Сердце в опилках - Страница 62


К оглавлению

62

«Милый мой, Пашка, где же ты сейчас, дорогой мой дурачок?» — она подняла полные слёз глаза и посмотрела на Стрельцова.

— Он вернётся, правда? Дядя Захарыч, он вернётся, да?..

— Вернётся, Валюха, конечно вернётся, куда ему без цирка. Цирк да я — вот вся его родня…

Валентина немного помолчала и, вздохнув, сообщила:

— Нас возможно отсюда отправят в другой город. Если так случится, мы уедем, а Пашка вернётся, то передайте ему… А, впрочем, мне нужно сказать ему всё самой. До свидания, дядя Захарыч! Спасибо вам за всё…

Старик стоял посередине шорной. К груди он прижимал Пашкину тетрадь, гладил своей заскорузлой ладонью глянцевую поверхность обложки и шептал:

— Вернётся, обязательно вернётся. Куда ему без цирка…


…Долго гуляешь! — встретил Пашку на проходной цирка Казбек. — Твой Захарыч умаялся здесь один.

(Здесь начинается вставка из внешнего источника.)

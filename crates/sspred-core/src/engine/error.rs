use thiserror::Error;

use super::config::ConfigError;
use crate::core::tables::TableLoadError;

#[derive(Debug, Error)]
pub enum EngineError {
    #[error("{detector} window must hold exactly {expected} residues, got {actual}")]
    WindowLength {
        detector: &'static str,
        expected: usize,
        actual: usize,
    },

    #[error("Failed to load lookup table: {source}")]
    Table {
        #[from]
        source: TableLoadError,
    },

    #[error("Invalid prediction configuration: {source}")]
    Config {
        #[from]
        source: ConfigError,
    },
}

Ну как съездил? Тётка ещё в больнице или уже выписали?

— А откуда Вы знаете, что она в больнице? — удивился Павлик.

— Вот чудак-человэк, ты же сам просил Захарыча рассказать мне о тэлеграмме. Вот он мне и передал, что твоя тётя попала в больницу с аппэндыцитом, и ты срочно уехал к ней. Я тебе и оформил отпуск на нэделю за свой счёт. Не забудь написать заявление об этом. Ну, иди, работай. С приездом!..

— Ай, да Захарыч! Ай, да молодец! Никому ничего не сказал о нашей ссоре. — ещё раз поразился Пашка. — Знал, что вернусь…

— …Ну, что стоишь, проходи, путешественник! — в дверях шорной стоял Стрельцов, улыбаясь.

— Захарыч, ты, того… прости что ли… Ляпнул я тогда гадость тебе! Вот, приехал… — Пашка виновато опустил голову.

— Ладно, хомут тебе в дышло, кто старое помянет… Садись, поешь! — старик пододвинул «блудному сыну» нарезанную колбасу с хлебом, овощи и кружку дымящегося чая.

— Захарыч, а почему ты сказал Казбеку, что я приеду через неделю? А если бы я вообще не вернулся? — прихлёбывая горячую жидкость, поинтересовался Павел.

— Вернулся бы. Мозги проветрил и вернулся бы. Такие из цирка не уходят.

— Это почему же?

— Так ведь ты уже без сердца…

— Как это, без сердца? — не понял Пашка, пытаясь не обидеться, и отставил чай в сторону.

— А так. Приходит человек сюда работать, а цирк, незаметно, забирает у него сердце и прячет в своих опилках, да так, что не найдёшь. А как жить без сердца? Вот и выходит, что все, кто отдал свои сердца цирку, остаются здесь навсегда. В этом его сила!..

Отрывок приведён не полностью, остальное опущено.